About 70% of the staff of this hospital have already fled – left Ukraine or headed west to a relatively safe place, away from the front line. The children of Valentina and Arkady Hlushchenko begged them to do the same — run away, quit their jobs, “stay alive.” But even as the Russian military closes in, and their positions are now about seven miles from this eastern Ukrainian city, the two doctors refuse to flee. This is stated in a special report of The Washington Post , Foreign Ukraine reports .
“If the general escapes from the hospital, what will happen to the army? I have to help people. It doesn’t matter if they are military or civilian. It doesn’t matter their gender, faith or status,” says Arkady.

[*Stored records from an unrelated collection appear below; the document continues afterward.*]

//! Error types for the stockfilter conversion pipeline.
//!
//! This module defines a hierarchy of error types:
//!
//! - [`SheetError`] - Spreadsheet reading errors (unreadable payload, missing sheet)
//! - [`TransformError`] - Table transformation errors (missing columns)
//! - [`ConvertError`] - Top-level conversion errors
//! - [`ServerError`] - HTTP layer errors
//!
//! Error conversion is automatic via `From` implementations,
//! allowing `?` to work across error boundaries.
//!
//! Display messages are user-facing and written in Spanish, the language of
//! the upload form.

use thiserror::Error;

// =============================================================================
// Spreadsheet Errors
// =============================================================================

/// Errors while reading a spreadsheet payload.
#[derive(Debug, Error)]
pub enum SheetError {
    /// Payload is not a spreadsheet calamine can open.
    #[error("El archivo no es un Excel válido: {0}")]
    Unreadable(String),

    /// Requested sheet does not exist in the workbook.
    #[error("No existe la hoja '{requested}' (hojas disponibles: {})", .available.join(", "))]
    SheetNotFound {
        requested: String,
        available: Vec<String>,
    },

    /// Workbook has no sheets at all.
    #[error("No se encontraron hojas en el archivo.")]
    NoSheets,
}

// =============================================================================
// Transformation Errors
// =============================================================================

/// Errors raised by the table transformer.
#[derive(Debug, Clone, PartialEq, Eq, Error)]
pub enum TransformError {
    /// Required output columns absent and not recoverable via alias substitution.
    #[error("Faltan columnas en el Excel: {}", .0.join(", "))]
    MissingColumns(Vec<String>),
}

impl TransformError {
    /// Columns reported as missing.
    pub fn missing_columns(&self) -> &[String] {
        match self {
            TransformError::MissingColumns(columns) => columns,
        }
    }
}

// =============================================================================
// Conversion Errors (top-level)
// =============================================================================

/// Top-level conversion errors.
///
/// This is the error type returned by [`crate::transform::pipeline::convert_bytes`].
#[derive(Debug, Error)]
pub enum ConvertError {
    /// Spreadsheet reading error.
    #[error("{0}")]
    Sheet(#[from] SheetError),

    /// Transformation error.
    #[error("{0}")]
    Transform(#[from] TransformError),

    /// IO error (CLI file access).
    #[error("No se pudo leer el archivo: {0}")]
    Io(#[from] std::io::Error),
}

// =============================================================================
// Server Errors
// =============================================================================

/// HTTP server errors.
#[derive(Debug, Error)]
pub enum ServerError {
    /// Conversion error.
    #[error("{0}")]
    Convert(#[from] ConvertError),

    /// Invalid request.
    #[error("{0}")]
    BadRequest(String),

    /// Server internal error.
    #[error("Error interno: {0}")]
    Internal(String),
}

/// Result type for spreadsheet operations.
pub type SheetResult<T> = Result<T, SheetError>;
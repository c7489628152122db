//! Conversion log streaming via Server-Sent Events (SSE).
//!
//! Every conversion step is echoed to stderr and broadcast to
//! connected `/api/logs` clients.

use chrono::{DateTime, Utc};
use once_cell::sync::Lazy;
use serde::{Deserialize, Serialize};
use tokio::sync::broadcast;

/// Log level for display
#[derive(Debug, Clone, Copy, PartialEq, Eq, Serialize, Deserialize)]
#[serde(rename_all = "lowercase")]
pub enum LogLevel {
    Info,
    Success,
    Warning,
    Error,
}

/// A single log entry
#[derive(Debug, Clone, Serialize, Deserialize)]
#[serde(rename_all = "camelCase")]
pub struct LogEntry {
    pub level: LogLevel,
    pub message: String,
    pub timestamp: DateTime<Utc>,
}

impl LogEntry {
    pub fn new(level: LogLevel, message: impl Into<String>) -> Self {
        Self {
            level,
            message: message.into(),
            timestamp: Utc::now(),
        }
    }

    pub fn info(message: impl Into<String>) -> Self {
        Self::new(LogLevel::Info, message)
    }

    pub fn success(message: impl Into<String>) -> Self {
        Self::new(LogLevel::Success, message)
    }

    pub fn warning(message: impl Into<String>) -> Self {
        Self::new(LogLevel::Warning, message)
    }

    pub fn error(message: impl Into<String>) -> Self {
        Self::new(LogLevel::Error, message)
    }
}

/// Global log broadcaster
pub static LOG_BROADCASTER: Lazy<LogBroadcaster> = Lazy::new(LogBroadcaster::new);

/// Broadcasts log entries to all connected SSE clients
pub struct LogBroadcaster {
    sender: broadcast::Sender<LogEntry>,
}

impl LogBroadcaster {
    pub fn new() -> Self {
        let (sender, _) = broadcast::channel(100);
        Self { sender }
    }

    /// Print a log entry and send it to all subscribers
    pub fn log(&self, entry: LogEntry) {
        let prefix = match entry.level {
            LogLevel::Info => "   ",
            LogLevel::Success => "   ✓",
            LogLevel::Warning => "   ⚠️",
            LogLevel::Error => "   ❌",
        };
        // stderr keeps stdout clean for `convert` output
        eprintln!("{} {}", prefix, entry.message);

        // No receivers is fine
        let _ = self.sender.send(entry);
    }

    /// Get a receiver for SSE streaming
    pub fn subscribe(&self) -> broadcast::Receiver<LogEntry> {
        self.sender.subscribe()
    }
}

impl Default for LogBroadcaster {
    fn default() -> Self {
        Self::new()
    }
}

pub fn log_info(msg: impl Into<String>) {
    LOG_BROADCASTER.log(LogEntry::info(msg));
}

pub fn log_success(msg: impl Into<String>) {
    LOG_BROADCASTER.log(LogEntry::success(msg));
}

pub fn log_warning(msg: impl Into<String>) {
    LOG_BROADCASTER.log(LogEntry::warning(msg));
}

pub fn log_error(msg: impl Into<String>) {
    LOG_BROADCASTER.log(LogEntry::error(msg));
}
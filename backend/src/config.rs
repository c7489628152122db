//! Server configuration.
//!
//! Values come from the environment (a `.env` file is loaded by the binary
//! through dotenvy) and can be overridden by command-line flags.
//!
//! | Variable                        | Default   |
//! |---------------------------------|-----------|
//! | `STOCKFILTER_PORT` (or `PORT`)  | `8000`    |
//! | `STOCKFILTER_MODE`              | `lenient` |
//! | `STOCKFILTER_DEFAULT_SHEET`     | per mode  |
//! | `STOCKFILTER_DOWNLOAD_TTL_SECS` | `600`     |
//! | `STOCKFILTER_MAX_UPLOAD_BYTES`  | 20 MiB    |

use std::env;
use std::str::FromStr;
use std::time::Duration;

use crate::transform::pipeline::ConvertOptions;
use crate::transform::policy::{FilterMode, FilterPolicy};

pub const DEFAULT_PORT: u16 = 8000;
pub const DEFAULT_DOWNLOAD_TTL_SECS: u64 = 600;
pub const DEFAULT_MAX_UPLOAD_BYTES: usize = 20 * 1024 * 1024;

/// Everything the HTTP layer needs, passed explicitly through router state.
#[derive(Debug, Clone)]
pub struct AppConfig {
    pub port: u16,
    pub mode: FilterMode,
    pub policy: FilterPolicy,
    /// Sheet used when an upload names none (`None` = first sheet).
    pub default_sheet: Option<String>,
    /// How long a converted document stays downloadable.
    pub download_ttl: Duration,
    pub max_upload_bytes: usize,
}

impl AppConfig {
    /// Defaults for a filter mode.
    pub fn for_mode(mode: FilterMode) -> Self {
        Self {
            port: DEFAULT_PORT,
            mode,
            policy: mode.policy(),
            default_sheet: mode.default_sheet(),
            download_ttl: Duration::from_secs(DEFAULT_DOWNLOAD_TTL_SECS),
            max_upload_bytes: DEFAULT_MAX_UPLOAD_BYTES,
        }
    }

    /// Read the configuration from environment variables.
    ///
    /// Unparsable values fall back to the default for that setting.
    pub fn from_env() -> Self {
        Self::from_lookup(|key| env::var(key).ok())
    }

    fn from_lookup<F>(lookup: F) -> Self
    where
        F: Fn(&str) -> Option<String>,
    {
        let parsed = |key: &str| lookup(key).filter(|v| !v.trim().is_empty());

        let mode = parsed("STOCKFILTER_MODE")
            .and_then(|v| v.parse::<FilterMode>().ok())
            .unwrap_or_default();
        let mut config = Self::for_mode(mode);

        if let Some(port) = parse_var(parsed("STOCKFILTER_PORT").or_else(|| parsed("PORT"))) {
            config.port = port;
        }
        if let Some(sheet) = parsed("STOCKFILTER_DEFAULT_SHEET") {
            config.default_sheet = Some(sheet.trim().to_string());
        }
        if let Some(secs) = parse_var::<u64>(parsed("STOCKFILTER_DOWNLOAD_TTL_SECS")) {
            config.download_ttl = Duration::from_secs(secs);
        }
        if let Some(bytes) = parse_var(parsed("STOCKFILTER_MAX_UPLOAD_BYTES")) {
            config.max_upload_bytes = bytes;
        }

        config
    }

    /// Switch the filter mode, resetting the policy and default sheet.
    pub fn with_mode(mut self, mode: FilterMode) -> Self {
        self.mode = mode;
        self.policy = mode.policy();
        self.default_sheet = mode.default_sheet();
        self
    }

    /// Conversion options for one upload.
    pub fn convert_options(&self, sheet_name: Option<String>) -> ConvertOptions {
        ConvertOptions {
            sheet_name,
            default_sheet: self.default_sheet.clone(),
            policy: self.policy.clone(),
        }
    }
}

impl Default for AppConfig {
    fn default() -> Self {
        Self::for_mode(FilterMode::default())
    }
}

fn parse_var<T: FromStr>(value: Option<String>) -> Option<T> {
    value.and_then(|v| v.trim().parse().ok())
}
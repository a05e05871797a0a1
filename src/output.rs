//! Serializes the six finished buses to disk: one line per bus, its words
//! space-joined, an empty bus producing an empty line so downstream tooling
//! can rely on exactly six lines regardless of how much a run actually emitted.

use std::fs::File;
use std::io::Write;
use std::path::Path;

use crate::bus::BusBuffer;
use crate::error::OutputError;

pub fn write_buses(buses: &BusBuffer, path: &Path) -> Result<(), OutputError> {
    let mut file = File::create(path).map_err(|source| OutputError::Unwritable {
        path: path.display().to_string(),
        source,
    })?;
    for bus in buses.iter() {
        writeln!(file, "{}", bus.words().join(" ")).map_err(|source| OutputError::Unwritable {
            path: path.display().to_string(),
            source,
        })?;
    }
    Ok(())
}

#[cfg(test)]
mod tests {
    use super::*;
    use crate::bus::BusBuffer;

    #[test]
    fn writes_six_lines_one_per_bus() {
        let mut buses = BusBuffer::new();
        buses.send(1, "1750");
        buses.send(3, "0010");

        let dir = std::env::temp_dir().join(format!("musys-output-test-{:p}", &buses));
        write_buses(&buses, &dir).unwrap();

        let contents = std::fs::read_to_string(&dir).unwrap();
        let lines: Vec<&str> = contents.lines().collect();
        assert_eq!(lines.len(), 6);
        assert_eq!(lines[0], "1750");
        assert_eq!(lines[1], "");
        assert_eq!(lines[2], "0010");

        let _ = std::fs::remove_file(&dir);
    }
}
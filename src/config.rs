//! Resolves the CLI's optional paths and flags into the concrete values a run
//! needs, isolating [`crate::main`] from clap's `Option<PathBuf>` plumbing.

use std::path::PathBuf;

use crate::cli::Cli;

#[derive(Debug, Clone)]
pub struct RunConfig {
    pub source_path: PathBuf,
    pub data_path: Option<PathBuf>,
    pub output_path: PathBuf,
    pub devices_path: Option<PathBuf>,
    pub seed: u64,
    pub debug: bool,
}

const DEFAULT_OUTPUT: &str = "musys.out";

impl From<Cli> for RunConfig {
    fn from(cli: Cli) -> Self {
        RunConfig {
            source_path: cli.source,
            data_path: cli.input,
            output_path: cli.output.unwrap_or_else(|| PathBuf::from(DEFAULT_OUTPUT)),
            devices_path: cli.devices,
            seed: cli.seed.unwrap_or(0xA53C_9E17),
            debug: cli.debug,
        }
    }
}

#[cfg(test)]
mod tests {
    use super::*;

    #[test]
    fn missing_output_falls_back_to_default_name() {
        let cli = Cli {
            source: PathBuf::from("prog.mus"),
            input: None,
            output: None,
            devices: None,
            seed: None,
            debug: false,
        };
        let config: RunConfig = cli.into();
        assert_eq!(config.output_path, PathBuf::from(DEFAULT_OUTPUT));
        assert!(!config.debug);
    }

    #[test]
    fn explicit_seed_is_preserved() {
        let cli = Cli {
            source: PathBuf::from("prog.mus"),
            input: None,
            output: None,
            devices: None,
            seed: Some(42),
            debug: true,
        };
        let config: RunConfig = cli.into();
        assert_eq!(config.seed, 42);
        assert!(config.debug);
    }
}
//! Expression scanning and evaluation. An expression is not pre-extracted
//! into its own token buffer the way a conventional compiler would: it's
//! scanned directly out of the character stream the engine is already
//! walking, stopping at the first character that cannot continue it. This
//! mirrors the teacher's `fields.rs` approach of reading fixed-format fields
//! straight out of a shared byte buffer rather than through an intermediate
//! lexer pass.
//!
//! Evaluation is strictly left-to-right — no operator precedence — with one
//! exception: a `*` immediately followed by `/` defers the intermediate
//! product's 12-bit wrap until after the division completes, so `a*b/c`
//! keeps up to 23 bits of precision in the numerator instead of clipping `a*b`
//! to 12 bits first. Every other operator wraps its result immediately.

use crate::error::{LookupError, RuntimeError};
use crate::signed12::Signed12;

/// Everything the evaluator needs to resolve an operand, supplied by the
/// running [`crate::engine::Interpreter`] so this module stays free of
/// engine-wide state.
pub trait EvalContext {
    fn variable(&self, letter: char) -> Signed12;
    fn exp(&self) -> Signed12;
    fn macro_param(&self, letter: char) -> Option<Signed12>;
    fn device_value(&mut self, code: &str) -> Result<Signed12, LookupError>;
    fn consume_paragraph(&mut self, letter: char) -> Result<Signed12, RuntimeError>;
    /// Consumes from whichever paragraph a statement-level `←LETTER` last selected.
    fn consume_current_paragraph(&mut self) -> Result<Signed12, RuntimeError>;
    /// Uniform draw in `[1, |exp|]`, sign of `exp` re-applied, `0` stays `0`.
    fn random(&mut self, magnitude: Signed12) -> Signed12;
}

#[derive(Debug, Clone, Copy, PartialEq, Eq)]
enum Op {
    Add,
    Sub,
    Mul,
    Div,
    And,
}

/// Characters that can never continue an expression; hitting one ends the
/// scan without consuming it so the caller's own dispatch can act on it.
fn terminates_expression(c: char) -> bool {
    matches!(
        c,
        '.' | ':' | ';' | '@' | '[' | ']' | '(' | ')' | '#' | '!' | '$' | '\n' | '\r'
    ) || c.is_whitespace()
}

fn is_op(c: char) -> Option<Op> {
    match c {
        '+' => Some(Op::Add),
        '-' => Some(Op::Sub),
        '*' => Some(Op::Mul),
        '/' => Some(Op::Div),
        '&' => Some(Op::And),
        _ => None,
    }
}

fn is_random(c: char) -> bool {
    c == '\u{2191}' || c == '^'
}

/// Scans and evaluates one expression starting at `chars[start]`, returning
/// the value and the index just past the last character consumed.
///
/// Lookup and runtime errors (unknown device code, exhausted paragraph) are
/// diagnosed by the caller via the context, which substitutes the documented
/// safe default and lets evaluation continue — they never abort the scan.
pub fn scan_expression(
    chars: &[char],
    start: usize,
    ctx: &mut dyn EvalContext,
    diagnostics: &mut impl FnMut(&str),
) -> (Signed12, usize) {
    let mut pos = start;
    let mut acc = Signed12::ZERO;
    let mut pending_op: Option<Op> = None;
    let mut have_operand = false;

    while pos < chars.len() {
        let c = chars[pos];
        if terminates_expression(c) {
            break;
        }
        if is_random(c) {
            acc = ctx.random(acc);
            pos += 1;
            have_operand = true;
            continue;
        }
        if let Some(op) = is_op(c) {
            pending_op = Some(op);
            pos += 1;
            continue;
        }
        let (value, next) = scan_operand(chars, pos, ctx, diagnostics);
        pos = next;
        match pending_op.take() {
            None => acc = value,
            Some(Op::Add) => acc = acc.add(value),
            Some(Op::Sub) => acc = acc.sub(value),
            Some(Op::And) => acc = acc.and(value),
            Some(Op::Mul) => {
                // 23-bit interior precision: if `/` follows immediately, defer
                // the wrap of this product until the division below applies.
                if chars.get(pos) == Some(&'/') {
                    let product = acc.as_i64() * value.as_i64();
                    pos += 1;
                    let (divisor, next) = scan_operand(chars, pos, ctx, diagnostics);
                    pos = next;
                    if divisor.is_zero() {
                        diagnostics("division by zero");
                        acc = Signed12::ZERO;
                    } else {
                        acc = Signed12::new(product / divisor.as_i64());
                    }
                } else {
                    acc = acc.mul(value);
                }
            }
            Some(Op::Div) => match acc.div(value) {
                Ok(v) => acc = v,
                Err(err) => {
                    diagnostics(&err.to_string());
                    acc = Signed12::ZERO;
                }
            },
        }
        have_operand = true;
    }
    let _ = have_operand;
    (acc, pos)
}

/// One operand: a decimal literal, a macro parameter (`%X`), a paragraph
/// consume (`←X`), a device code (letter + >=1 digit), or a plain variable
/// (bare letter, no trailing digit).
fn scan_operand(
    chars: &[char],
    start: usize,
    ctx: &mut dyn EvalContext,
    diagnostics: &mut impl FnMut(&str),
) -> (Signed12, usize) {
    let c = chars[start];

    if c.is_ascii_digit() {
        let mut end = start;
        while end < chars.len() && chars[end].is_ascii_digit() {
            end += 1;
        }
        let text: String = chars[start..end].iter().collect();
        let value: i64 = text.parse().unwrap_or(0);
        return (Signed12::new(value), end);
    }

    if c == '%' && start + 1 < chars.len() && chars[start + 1].is_ascii_uppercase() {
        let letter = chars[start + 1];
        let value = ctx.macro_param(letter).unwrap_or(Signed12::ZERO);
        return (value, start + 2);
    }

    if c == '\u{2190}' {
        let explicit_letter = chars.get(start + 1).copied().filter(|c| c.is_ascii_uppercase());
        let result = match explicit_letter {
            Some(letter) => ctx.consume_paragraph(letter),
            None => ctx.consume_current_paragraph(),
        };
        let value = match result {
            Ok(v) => v,
            Err(err) => {
                diagnostics(&err.to_string());
                Signed12::ZERO
            }
        };
        let consumed = if explicit_letter.is_some() { 2 } else { 1 };
        return (value, start + consumed);
    }

    if c.is_ascii_uppercase() {
        let mut end = start + 1;
        while end < chars.len() && chars[end].is_ascii_digit() {
            end += 1;
        }
        if end > start + 1 {
            let code: String = chars[start..end].iter().collect();
            let value = match ctx.device_value(&code) {
                Ok(v) => v,
                Err(err) => {
                    diagnostics(&err.to_string());
                    Signed12::ZERO
                }
            };
            return (value, end);
        }
        return (ctx.variable(c), start + 1);
    }

    // Anything else can't start an operand; consume it so the scan makes
    // progress and treat it as a zero so a stray character never loops forever.
    (Signed12::ZERO, start + 1)
}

The Hlushchenkos are among the small number of civilians who wish to remain in this enclave in eastern Ukraine, where the threat of a Russian takeover is looming ever closer.
Over the past few weeks, Russian forces have made major territorial gains, pushing Ukrainian soldiers from key positions and using artillery to destroy infrastructure in small towns along the way.
There are street fights in Severodonetsk. Other nearby towns, including Lysychansk and Bakhmut, were heavily shelled. Russian forces have also targeted Slovyansk, a city that pro-Russian militants briefly controlled during the 2014 Donbas offensive. By then, they had infiltrated the hospital, eventually using part of it as their base as Ukrainian doctors tried to use the facility to treat many wounded civilians.
When the Russian soldiers were finally pushed out by Ukrainian troops, the building was in chaos.
“The door was broken, and there was dirt everywhere,” Arkady recalls.
This time, with the city still in Ukrainian hands, the remaining hospital staff avoid thinking about the worst-case scenario and instead focus entirely on the task at hand.